- [What you need to do]:
Retype, word for word, every line of the records below starting at the one that contains "of these forms." and ending at the one that contains "fn optional_text(text: &str)"; include both of those lines and nothing more.

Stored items
=====

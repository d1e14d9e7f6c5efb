//! Key-value backing traits
//!
//! This module defines the core trait that all storage backings must implement.

use std::path::Path;

use crate::error::StorageError;

pub type StorageResult<T> = std::result::Result<T, StorageError>;

/// Types of key-value backings available
#[derive(Debug, Clone, Copy, PartialEq, Eq)]
pub enum BackendType {
    /// In-process map, nothing survives the process
    Memory,
    /// Single JSON document on disk
    JsonFile,
    /// SQLite database file
    Sqlite,
}

impl std::fmt::Display for BackendType {
    fn fmt(&self, f: &mut std::fmt::Formatter<'_>) -> std::fmt::Result {
        match self {
            BackendType::Memory => write!(f, "memory"),
            BackendType::JsonFile => write!(f, "json"),
            BackendType::Sqlite => write!(f, "sqlite"),
        }
    }
}

impl std::str::FromStr for BackendType {
    type Err = String;

    fn from_str(s: &str) -> Result<Self, Self::Err> {
        match s.to_lowercase().as_str() {
            "memory" | "mem" => Ok(BackendType::Memory),
            "json" | "file" => Ok(BackendType::JsonFile),
            "sqlite" | "db" => Ok(BackendType::Sqlite),
            other => Err(format!("Unknown backend type: {}", other)),
        }
    }
}

/// Local key-value storage holding serialized text blobs
///
/// Every value is the complete serialized form of one option set or one
/// record journal; there are no partial updates. Concurrent writers to the
/// same key are last-write-wins.
pub trait KeyValueBacking: Send + Sync {
    /// Returns the backing type
    fn backend_type(&self) -> BackendType;

    /// Returns the path to the backing file, if any
    fn path(&self) -> Option<&Path>;

    /// Reads the text stored under `key`, `None` when absent
    fn load(&self, key: &str) -> StorageResult<Option<String>>;

    /// Replaces the text stored under `key`
    fn store(&self, key: &str, value: &str) -> StorageResult<()>;

    /// Removes `key`; removing an absent key succeeds
    fn delete(&self, key: &str) -> StorageResult<()>;

    /// Removes every key
    fn clear_all(&self) -> StorageResult<()>;

    /// Lists every stored key in ascending order
    fn keys(&self) -> StorageResult<Vec<String>>;

    /// Returns true if `key` currently holds a value
    fn contains(&self, key: &str) -> StorageResult<bool> {
        Ok(self.load(key)?.is_some())
    }
}
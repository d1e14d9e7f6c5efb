//! egui rendering of the quick-pick selector

use flock_core::{ItemVisual, Notice, OptionSetStore, SelectorEvent, SelectorWidget};

const ACCENT: egui::Color32 = egui::Color32::from_rgb(24, 144, 255);

/// One option set together with the widget that edits it
pub struct SelectorPanel {
    id: &'static str,
    store: OptionSetStore,
    widget: SelectorWidget,
}

impl SelectorPanel {
    pub fn new(id: &'static str, title: &str, store: OptionSetStore) -> Self {
        let widget = SelectorWidget::new(title, &store);
        Self { id, store, widget }
    }

    pub fn take_notice(&mut self) -> Option<Notice> {
        self.widget.take_notice()
    }

    /// Draws the title row, the buttons and any open dialog. Returns the
    /// events produced this frame.
    pub fn show(&mut self, ui: &mut egui::Ui, selected: &str) -> Vec<SelectorEvent> {
        self.widget.sync(&self.store);

        let mut events = Vec::new();

        ui.horizontal(|ui| {
            ui.strong(self.widget.title());
            let toggle = egui::RichText::new(self.widget.toggle_label()).small();
            if ui.button(toggle).clicked() {
                self.widget.toggle_mode();
            }
        });

        // Item under the pointer while a drag is in progress
        let mut hovered = None;

        ui.horizontal_wrapped(|ui| {
            for idx in 0..self.widget.options().len() {
                let visual = self.widget.item_visual(idx, Some(selected));
                events.extend(self.show_item(ui, idx, visual, &mut hovered));
            }

            if self.widget.shows_new_button() && ui.button("➕ 新增").clicked() {
                self.widget.open_new();
            }
        });

        // Release is handled after every item had a chance to claim the pointer
        // The drag session decides whether the recorded target yields a move
        if self.widget.drag_session().is_active() && ui.input(|i| i.pointer.primary_released()) {
            if hovered.is_some() {
                events.extend(self.widget.drop(&mut self.store));
            } else {
                self.widget.drag_end();
            }
        }

        events.extend(self.show_editor(ui.ctx()));
        events.extend(self.show_delete_confirmation(ui.ctx()));

        events
    }

    fn show_item(
        &mut self,
        ui: &mut egui::Ui,
        idx: usize,
        visual: ItemVisual,
        hovered: &mut Option<usize>,
    ) -> Option<SelectorEvent> {
        let option = &self.widget.options()[idx];
        let text = match option.icon.as_deref() {
            Some(icon) => format!("{} {}", icon_glyph(icon), option.label),
            None => option.label.clone(),
        };

        let sense = if visual.draggable {
            egui::Sense::click_and_drag()
        } else {
            egui::Sense::click()
        };

        let galley = egui::WidgetText::from(text).into_galley(
            ui,
            Some(egui::TextWrapMode::Extend),
            f32::INFINITY,
            egui::TextStyle::Button,
        );
        let desired_size = galley.size() + egui::vec2(16.0, 8.0);
        let (rect, response) = ui.allocate_exact_size(desired_size, sense);

        let style = ui.style().interact_selectable(&response, visual.highlighted);
        let (mut fill, mut text_color) = if visual.highlighted {
            (ACCENT, egui::Color32::WHITE)
        } else {
            (style.weak_bg_fill, style.text_color())
        };
        if visual.lifted {
            fill = fill.gamma_multiply(0.5);
            text_color = text_color.gamma_multiply(0.5);
        }

        ui.painter().rect(rect, style.rounding, fill, style.bg_stroke);
        ui.painter()
            .galley(rect.min + egui::vec2(8.0, 4.0), galley, text_color);

        if visual.drop_indicator {
            let r = rect.expand(2.0);
            let outline = [
                r.left_top(),
                r.right_top(),
                r.right_bottom(),
                r.left_bottom(),
                r.left_top(),
            ];
            ui.painter().extend(egui::Shape::dashed_line(
                &outline,
                egui::Stroke::new(1.5, ACCENT),
                4.0,
                3.0,
            ));
        }

        let mut event = None;

        if response.clicked() {
            event = self.widget.click(idx);
        }

        if visual.draggable {
            if response.drag_started() {
                self.widget.drag_start(idx);
            }

            // Pointer position is more reliable than hovered() while dragging
            if self.widget.drag_session().is_active() {
                if let Some(pointer_pos) = ui.input(|i| i.pointer.hover_pos()) {
                    if rect.contains(pointer_pos) {
                        *hovered = Some(idx);
                        if self.widget.drag_over(idx) {
                            ui.ctx().request_repaint();
                        }
                    }
                }
            }
        }

        if visual.deletable && ui.small_button("🗑").on_hover_text("刪除").clicked() {
            self.widget.request_delete(idx);
        }

        event
    }

    fn show_editor(&mut self, ctx: &egui::Context) -> Option<SelectorEvent> {
        let id = self.id;
        let mut submit = false;
        let mut cancel = false;

        if let Some(editor) = self.widget.editor_mut() {
            egui::Window::new(editor.title())
                .id(egui::Id::new((id, "editor")))
                .collapsible(false)
                .resizable(false)
                .anchor(egui::Align2::CENTER_CENTER, [0.0, 0.0])
                .show(ctx, |ui| {
                    egui::Grid::new((id, "editor_grid"))
                        .num_columns(2)
                        .spacing([12.0, 8.0])
                        .show(ui, |ui| {
                            ui.label("按鈕文字");
                            ui.text_edit_singleline(&mut editor.label);
                            ui.end_row();

                            ui.label("按鈕值");
                            ui.text_edit_singleline(&mut editor.value);
                            ui.end_row();
                        });

                    if let Some(err) = editor.error() {
                        ui.colored_label(egui::Color32::RED, err.to_string());
                    }

                    ui.add_space(10.0);
                    ui.horizontal(|ui| {
                        if ui.button("確定").clicked() {
                            submit = true;
                        }
                        if ui.button("取消").clicked() {
                            cancel = true;
                        }
                    });
                });
        }

        if submit {
            self.widget.submit_editor(&mut self.store)
        } else {
            if cancel {
                self.widget.cancel_editor();
            }
            None
        }
    }

    fn show_delete_confirmation(&mut self, ctx: &egui::Context) -> Option<SelectorEvent> {
        let label = self.widget.pending_delete()?.label.clone();
        let mut confirm = false;
        let mut cancel = false;

        egui::Window::new("⚠ 刪除按鈕")
            .id(egui::Id::new((self.id, "delete")))
            .collapsible(false)
            .resizable(false)
            .anchor(egui::Align2::CENTER_CENTER, [0.0, 0.0])
            .show(ctx, |ui| {
                ui.label(format!("確定要刪除「{}」這個按鈕嗎？", label));
                ui.add_space(10.0);
                ui.horizontal(|ui| {
                    if ui.button("確定").clicked() {
                        confirm = true;
                    }
                    if ui.button("取消").clicked() {
                        cancel = true;
                    }
                });
            });

        if confirm {
            self.widget.confirm_delete(&mut self.store)
        } else {
            if cancel {
                self.widget.cancel_delete();
            }
            None
        }
    }
}

/// Maps stored icon tags to glyphs the default fonts can draw
fn icon_glyph(tag: &str) -> &'static str {
    match tag {
        "sun" => "☀",
        "cloud" => "☁",
        "cloud-download" => "🌧",
        "thunderbolt" => "⚡",
        "check-circle" => "✔",
        "warning" => "⚠",
        "close-circle" => "✖",
        _ => "•",
    }
}
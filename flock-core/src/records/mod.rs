//! Farm record pages
//!
//! Each page pairs a form struct, holding in-progress input with the page
//! defaults, and the record type kept in the page's journal. `submit`
//! validates presence and produces the record. The forms are the consumers
//! of the quick-pick selectors: every option set category fills one field
//! of one of these forms.

mod chicken;
mod daily;
mod feed;
mod health;
mod sales;

pub use chicken::{
    latest_batch, live_count, ChickenIntake, DeathForm, DeathRecord, IntakeForm, DEFAULT_BREED,
    DEFAULT_DEATH_REASON, DEFAULT_SUPPLIER,
};
pub use daily::{DailyForm, DailyRecord, DEFAULT_ENVIRONMENT, DEFAULT_HEALTH, DEFAULT_WEATHER};
pub use feed::{
    feed_batch_number_for, feed_stock, FeedPurchase, FeedPurchaseForm, FeedUsage, FeedUsageForm,
    DEFAULT_FEED_SUPPLIER, DEFAULT_FEED_TYPE,
};
pub use health::{
    MedicineForm, MedicineRecord, VaccineForm, VaccineRecord, DEFAULT_MEDICINE_SUPPLIER,
    DEFAULT_MEDICINE_TYPE, DEFAULT_MEDICINE_USAGE, DEFAULT_VACCINE_TYPE, DEFAULT_VACCINE_USAGE,
};
pub use sales::{
    birds_on_hand, CullingForm, CullingRecord, SaleForm, SaleRecord, DEFAULT_CULLING_REASON,
    DEFAULT_SALES_CUSTOMER,
};

use chrono::NaiveDate;

use crate::error::ValidationError;

/// Batch number for chicks arriving on `date`, e.g. `B20240315`
pub fn batch_number_for(date: NaiveDate) -> String {
    format!("B{}", date.format("%Y%m%d"))
}

fn require(field: &'static str, value: &str) -> Result<(), ValidationError> {
    if value.trim().is_empty() {
        Err(ValidationError::EmptyField(field))
    } else {
        Ok(())
    }
}

fn require_positive(field: &'static str, value: f64) -> Result<(), ValidationError> {
    if value.is_nan() || value <= 0.0 {
        Err(ValidationError::NotPositive(field))
    } else {
        Ok(())
    }
}

fn optional_text(text: &str) -> Option<String> {
    let text = text.trim();
    if text.is_empty() {
        None
    } else {
        Some(text.to_string())
    }
}
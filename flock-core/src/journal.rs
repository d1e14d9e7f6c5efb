//! Append-only record journals
//!
//! Each record page keeps its submissions in a [`Journal`]: a newest-first
//! list persisted in full under one storage key after every change.

use chrono::{DateTime, Utc};
use serde::de::DeserializeOwned;
use serde::{Deserialize, Serialize};

use crate::models::next_time_id;
use crate::storage::{self, SharedBacking};

/// One timestamped record
#[derive(Debug, Clone, Serialize, Deserialize, PartialEq)]
#[serde(rename_all = "camelCase")]
pub struct JournalEntry<T> {
    pub id: u64,
    #[serde(default = "Utc::now")]
    pub recorded_at: DateTime<Utc>,
    #[serde(flatten)]
    pub data: T,
}

/// Persisted newest-first list of records
pub struct Journal<T> {
    key: String,
    backing: SharedBacking,
    entries: Vec<JournalEntry<T>>,
    last_write_ok: bool,
}

impl<T> Journal<T>
where
    T: Serialize + DeserializeOwned,
{
    /// Reads the journal under `key`; absent or unreadable data yields an
    /// empty journal
    pub fn load(backing: SharedBacking, key: impl Into<String>) -> Self {
        let key = key.into();
        let entries = storage::load_or(backing.as_ref(), &key, Vec::new());
        Self {
            key,
            backing,
            entries,
            last_write_ok: true,
        }
    }

    pub fn key(&self) -> &str {
        &self.key
    }

    /// Records, newest first
    pub fn entries(&self) -> &[JournalEntry<T>] {
        &self.entries
    }

    pub fn latest(&self) -> Option<&JournalEntry<T>> {
        self.entries.first()
    }

    pub fn len(&self) -> usize {
        self.entries.len()
    }

    pub fn is_empty(&self) -> bool {
        self.entries.is_empty()
    }

    pub fn last_write_succeeded(&self) -> bool {
        self.last_write_ok
    }

    /// Prepends a new record and persists the journal
    pub fn record(&mut self, data: T) -> &JournalEntry<T> {
        let taken: Vec<u64> = self.entries.iter().map(|e| e.id).collect();
        let entry = JournalEntry {
            id: next_time_id(&taken),
            recorded_at: Utc::now(),
            data,
        };
        self.entries.insert(0, entry);
        self.persist();
        &self.entries[0]
    }

    /// Removes the record with `id`, returning whether one was found. The
    /// journal is written either way.
    pub fn remove(&mut self, id: u64) -> bool {
        let before = self.entries.len();
        self.entries.retain(|e| e.id != id);
        self.persist();
        self.entries.len() != before
    }

    /// Drops every record
    pub fn clear(&mut self) {
        self.entries.clear();
        self.persist();
    }

    fn persist(&mut self) {
        self.last_write_ok = storage::save(self.backing.as_ref(), &self.key, &self.entries);
        if !self.last_write_ok {
            log::warn!("Journal '{}' updated in memory only", self.key);
        }
    }
}
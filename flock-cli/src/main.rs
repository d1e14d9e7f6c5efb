mod cli;
mod prompts;

use anyhow::{Context, Result};
use chrono::{Local, NaiveDate, NaiveDateTime, NaiveTime};
use clap::Parser;
use colored::Colorize;
use std::path::Path;

use flock_core::categories::{
    CHICKEN_RECORDS, CULLING_RECORDS, DAILY_RECORDS, DEATH_RECORDS, FEED_PURCHASE_RECORDS,
    FEED_USAGE_RECORDS, MEDICINE_RECORDS, SALES_RECORDS, VACCINE_RECORDS,
};
use flock_core::records::{birds_on_hand, feed_stock, live_count};
use flock_core::storage::{self, BackendType, SharedBacking};
use flock_core::{
    create_backend, determine_data_path, get_config_path, ChickenIntake, ContactBook,
    ContactDraft, ContactList, Config, CullingForm, CullingRecord, DailyForm, DailyRecord,
    DeathForm, DeathRecord, FeedPurchase, FeedPurchaseForm, FeedUsage, FeedUsageForm, IntakeForm,
    Journal, MedicineForm, MedicineRecord, OptionCategory, OptionDraft, OptionFields, OptionId,
    OptionItem, OptionSetStore, SaleForm, SaleRecord, VaccineForm, VaccineRecord,
};

use crate::cli::{
    Cli, Command, ContactsCommand, CullCommand, DailyCommand, DeathCommand, FeedCommand,
    IntakeCommand, OptionsCommand, SaleCommand, StorageCommand, TreatmentArgs, TreatmentCommand,
};

fn main() -> Result<()> {
    env_logger::Builder::from_env(env_logger::Env::default().default_filter_or("warn")).init();

    let cli = Cli::parse();

    let config = Config::load_or_default(get_config_path()?)?;
    let data_path = determine_data_path(cli.data.as_deref(), &config)?;
    let backend_type = match cli.backend.as_deref() {
        Some(name) => Some(name.parse::<BackendType>().map_err(anyhow::Error::msg)?),
        None => config.backend_type()?,
    };
    let backing = create_backend(&data_path, backend_type)?;
    log::debug!("Using {} storage at {:?}", backing.backend_type(), data_path);

    match &cli.command {
        Command::Categories => list_categories(&backing)?,
        Command::Options(cmd) => handle_options_command(cmd, &backing)?,
        Command::Contacts(cmd) => handle_contacts_command(cmd, &backing)?,
        Command::Daily(cmd) => handle_daily_command(cmd, &backing)?,
        Command::Intake(cmd) => handle_intake_command(cmd, &backing)?,
        Command::Death(cmd) => handle_death_command(cmd, &backing)?,
        Command::Feed(cmd) => handle_feed_command(cmd, &backing)?,
        Command::Medicine(cmd) => handle_medicine_command(cmd, &backing)?,
        Command::Vaccine(cmd) => handle_vaccine_command(cmd, &backing)?,
        Command::Sale(cmd) => handle_sale_command(cmd, &backing)?,
        Command::Cull(cmd) => handle_cull_command(cmd, &backing)?,
        Command::Storage(cmd) => handle_storage_command(cmd, &backing, &data_path)?,
    }

    Ok(())
}

fn parse_category(name: &str) -> Result<OptionCategory> {
    OptionCategory::from_name(name).with_context(|| {
        let known: Vec<&str> = OptionCategory::ALL.iter().map(|c| c.slug()).collect();
        format!("Unknown category '{}'. Known categories: {}", name, known.join(", "))
    })
}

fn parse_option_id(id_str: &str) -> Result<OptionId> {
    id_str
        .parse::<OptionId>()
        .with_context(|| format!("Invalid option id: {}", id_str))
}

fn parse_date(date: Option<&str>) -> Result<NaiveDate> {
    match date {
        Some(s) => NaiveDate::parse_from_str(s, "%Y-%m-%d")
            .with_context(|| format!("Invalid date '{}', expected YYYY-MM-DD", s)),
        None => Ok(Local::now().date_naive()),
    }
}

fn parse_time(time: Option<&str>) -> Result<NaiveDateTime> {
    let now = Local::now().naive_local();
    match time {
        Some(s) => NaiveTime::parse_from_str(s, "%H:%M")
            .map(|t| now.date().and_time(t))
            .with_context(|| format!("Invalid time '{}', expected HH:MM", s)),
        None => Ok(now),
    }
}

fn parse_contact_list(name: &str) -> Result<ContactList> {
    ContactList::from_name(name).with_context(|| {
        let known: Vec<&str> = ContactList::ALL.iter().map(|l| l.slug()).collect();
        format!("Unknown contact list '{}'. Known lists: {}", name, known.join(", "))
    })
}

/// Picks from a category's option set when `interactive`; an explicit
/// command-line value always wins
fn pick_field(
    backing: &SharedBacking,
    interactive: bool,
    category: OptionCategory,
    explicit: &Option<String>,
    field: &mut String,
) -> Result<()> {
    if interactive && explicit.is_none() {
        let store = OptionSetStore::for_category(backing.clone(), category);
        *field = prompts::prompt_pick(category.title(), store.options(), field)?;
    }
    if let Some(value) = explicit {
        *field = value.clone();
    }
    Ok(())
}

fn warn_if_unsaved(saved: bool) {
    if !saved {
        println!(
            "{}",
            "Warning: the change could not be saved and may be lost.".yellow()
        );
    }
}

// =========================================================================
// Option sets
// =========================================================================

fn list_categories(backing: &SharedBacking) -> Result<()> {
    println!("{}", "Option set categories:".blue().bold());
    for category in OptionCategory::ALL {
        let stored = backing.contains(category.storage_key()).unwrap_or(false);
        let marker = if stored { "stored".green() } else { "defaults".dimmed() };
        println!(
            "  {:<20} {:<10} {} ({})",
            category.slug(),
            category.title(),
            marker,
            category.storage_key()
        );
    }
    Ok(())
}

fn print_options(store: &OptionSetStore, title: &str) {
    println!("{} {}", title.blue().bold(), format!("[{}]", store.key()).dimmed());
    if store.is_empty() {
        println!("  {}", "(no options)".dimmed());
        return;
    }
    for (idx, option) in store.options().iter().enumerate() {
        let icon = option
            .icon
            .as_deref()
            .map(|i| format!(" <{}>", i))
            .unwrap_or_default();
        if option.label == option.value {
            println!("  {:>2}. {}{}  {}", idx + 1, option.label, icon, format!("#{}", option.id).dimmed());
        } else {
            println!(
                "  {:>2}. {} -> {}{}  {}",
                idx + 1,
                option.label,
                option.value.cyan(),
                icon,
                format!("#{}", option.id).dimmed()
            );
        }
    }
}
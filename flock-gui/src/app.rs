use anyhow::Result;
use chrono::{Local, NaiveDate, NaiveDateTime, NaiveTime};
use std::path::PathBuf;
use std::sync::Arc;

use flock_core::categories::{
    CHICKEN_RECORDS, CULLING_RECORDS, DAILY_RECORDS, DEATH_RECORDS, SALES_RECORDS,
};
use flock_core::records::birds_on_hand;
use flock_core::{
    create_backend, determine_data_path, get_config_path, ChickenIntake, Config, ContactBook,
    ContactList, CullingForm, CullingRecord, DailyForm, DailyRecord, DeathForm, DeathRecord,
    IntakeForm, Journal, MemoryBacking, Notice, NoticeKind, OptionCategory, OptionItem,
    OptionSetStore, SaleForm, SaleRecord, SelectorConsumer, SelectorEvent, SharedBacking,
};

use crate::selector_view::SelectorPanel;

const DATE_FORMAT: &str = "%Y-%m-%d";
const TIME_FORMAT: &str = "%H:%M";
const UNSAVED_WARNING: &str = "記錄未能保存，重新載入後可能遺失";

/// System fonts tried in order for CJK glyphs
const CJK_FONT_CANDIDATES: &[&str] = &[
    "/usr/share/fonts/opentype/noto/NotoSansCJK-Regular.ttc",
    "/usr/share/fonts/noto-cjk/NotoSansCJK-Regular.ttc",
    "/usr/share/fonts/google-noto-cjk/NotoSansCJK-Regular.ttc",
    "/usr/share/fonts/truetype/wqy/wqy-microhei.ttc",
    "/System/Library/Fonts/PingFang.ttc",
    "/System/Library/Fonts/STHeiti Light.ttc",
    "C:\\Windows\\Fonts\\msjh.ttc",
    "C:\\Windows\\Fonts\\msyh.ttc",
];

#[derive(Debug, Clone, Copy, PartialEq, Eq)]
enum Page {
    Daily,
    Intake,
    Death,
    Sales,
}

/// Writes selector events into one text field of a form
struct FieldBinding<'a> {
    field: &'a mut String,
}

impl SelectorConsumer for FieldBinding<'_> {
    fn on_select(&mut self, value: &str) {
        *self.field = value.to_string();
    }

    fn on_change(&mut self, options: &[OptionItem]) {
        log::debug!("Selector now offers {} options", options.len());
    }
}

=====

- [Answer box]:
//! of one of these forms.

mod chicken;
mod daily;
mod feed;
mod health;
mod sales;

pub use chicken::{
    latest_batch, live_count, ChickenIntake, DeathForm, DeathRecord, IntakeForm, DEFAULT_BREED,
    DEFAULT_DEATH_REASON, DEFAULT_SUPPLIER,
};
pub use daily::{DailyForm, DailyRecord, DEFAULT_ENVIRONMENT, DEFAULT_HEALTH, DEFAULT_WEATHER};
pub use feed::{
    feed_batch_number_for, feed_stock, FeedPurchase, FeedPurchaseForm, FeedUsage, FeedUsageForm,
    DEFAULT_FEED_SUPPLIER, DEFAULT_FEED_TYPE,
};
pub use health::{
    MedicineForm, MedicineRecord, VaccineForm, VaccineRecord, DEFAULT_MEDICINE_SUPPLIER,
    DEFAULT_MEDICINE_TYPE, DEFAULT_MEDICINE_USAGE, DEFAULT_VACCINE_TYPE, DEFAULT_VACCINE_USAGE,
};
pub use sales::{
    birds_on_hand, CullingForm, CullingRecord, SaleForm, SaleRecord, DEFAULT_CULLING_REASON,
    DEFAULT_SALES_CUSTOMER,
};

use chrono::NaiveDate;

use crate::error::ValidationError;

/// Batch number for chicks arriving on `date`, e.g. `B20240315`
pub fn batch_number_for(date: NaiveDate) -> String {
    format!("B{}", date.format("%Y%m%d"))
}

fn require(field: &'static str, value: &str) -> Result<(), ValidationError> {
    if value.trim().is_empty() {
        Err(ValidationError::EmptyField(field))
    } else {
        Ok(())
    }
}

fn require_positive(field: &'static str, value: f64) -> Result<(), ValidationError> {
    if value.is_nan() || value <= 0.0 {
        Err(ValidationError::NotPositive(field))
    } else {
        Ok(())
    }
}

fn optional_text(text: &str) -> Option<String> {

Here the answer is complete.